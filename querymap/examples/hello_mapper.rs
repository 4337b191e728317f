//! Run with:
//!   cargo run -p querymap --example hello_mapper

use querymap::backends::MemoryRepository;
use querymap::{Entity, Mapper, Query, RepoResult, Repository};

#[derive(Entity, Clone, Debug, PartialEq)]
pub struct User {
    #[fetch(id)]
    pub id: Option<i64>,
    pub name: String,
    pub age: i32,
}

#[querymap::repository(entity = User, finders(find_by_age: i32, find_one_by_name: String))]
pub mod user_repository {}

#[tokio::main]
async fn main() -> RepoResult<()> {
    let store = MemoryRepository::<User>::new();
    for (name, age) in [("Ann", 30), ("Bob", 25), ("Cid", 30)] {
        store
            .insert(&User {
                id: None,
                name: name.into(),
                age,
            })
            .await?;
    }

    let mapper = Mapper::new(store.clone());
    println!("{}", mapper.hello());
    println!("find_by_id(1) = {:?}", mapper.find_by_id(1).await?);
    println!("find_by_id(9) = {:?}", mapper.find_by_id(9).await?);

    let repo = user_repository::Repository::new(store);
    println!("age 30 = {:?}", repo.find_by_age(&30).await?);
    println!("name Bob = {:?}", repo.find_one_by_name(&"Bob".to_string()).await?);

    let q = Query::new().ge("age", 26).order_by_desc("name");
    println!("age >= 26 = {:?}", repo.select_list(&q).await?);
    Ok(())
}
# # # # # # #
EXERCISE REQUIREMENTS
When you retype the entries above, keep every line identical to the source.

EXERCISE ANSWER
filename querymap/examples/hello_mapper.rs
repository 4337b191e728317f
//! Run with:
//!   cargo run -p querymap --example hello_mapper

use querymap::backends::MemoryRepository;
use querymap::{Entity, Mapper, Query, RepoResult, Repository};

#[derive(Entity, Clone, Debug, PartialEq)]
pub struct User {
    #[fetch(id)]
    pub id: Option<i64>,
    pub name: String,
    pub age: i32,
}

#[querymap::repository(entity = User, finders(find_by_age: i32, find_one_by_name: String))]
pub mod user_repository {}

#[tokio::main]
async fn main() -> RepoResult<()> {
    let store = MemoryRepository::<User>::new();
    for (name, age) in [("Ann", 30), ("Bob", 25), ("Cid", 30)] {
        store
            .insert(&User {
                id: None,
                name: name.into(),
                age,
            })
            .await?;
    }

    let mapper = Mapper::new(store.clone());
    println!("{}", mapper.hello());
    println!("find_by_id(1) = {:?}", mapper.find_by_id(1).await?);
    println!("find_by_id(9) = {:?}", mapper.find_by_id(9).await?);

    let repo = user_repository::Repository::new(store);
    println!("age 30 = {:?}", repo.find_by_age(&30).await?);
    println!("name Bob = {:?}", repo.find_one_by_name(&"Bob".to_string()).await?);

    let q = Query::new().ge("age", 26).order_by_desc("name");
    println!("age >= 26 = {:?}", repo.select_list(&q).await?);
    Ok(())
}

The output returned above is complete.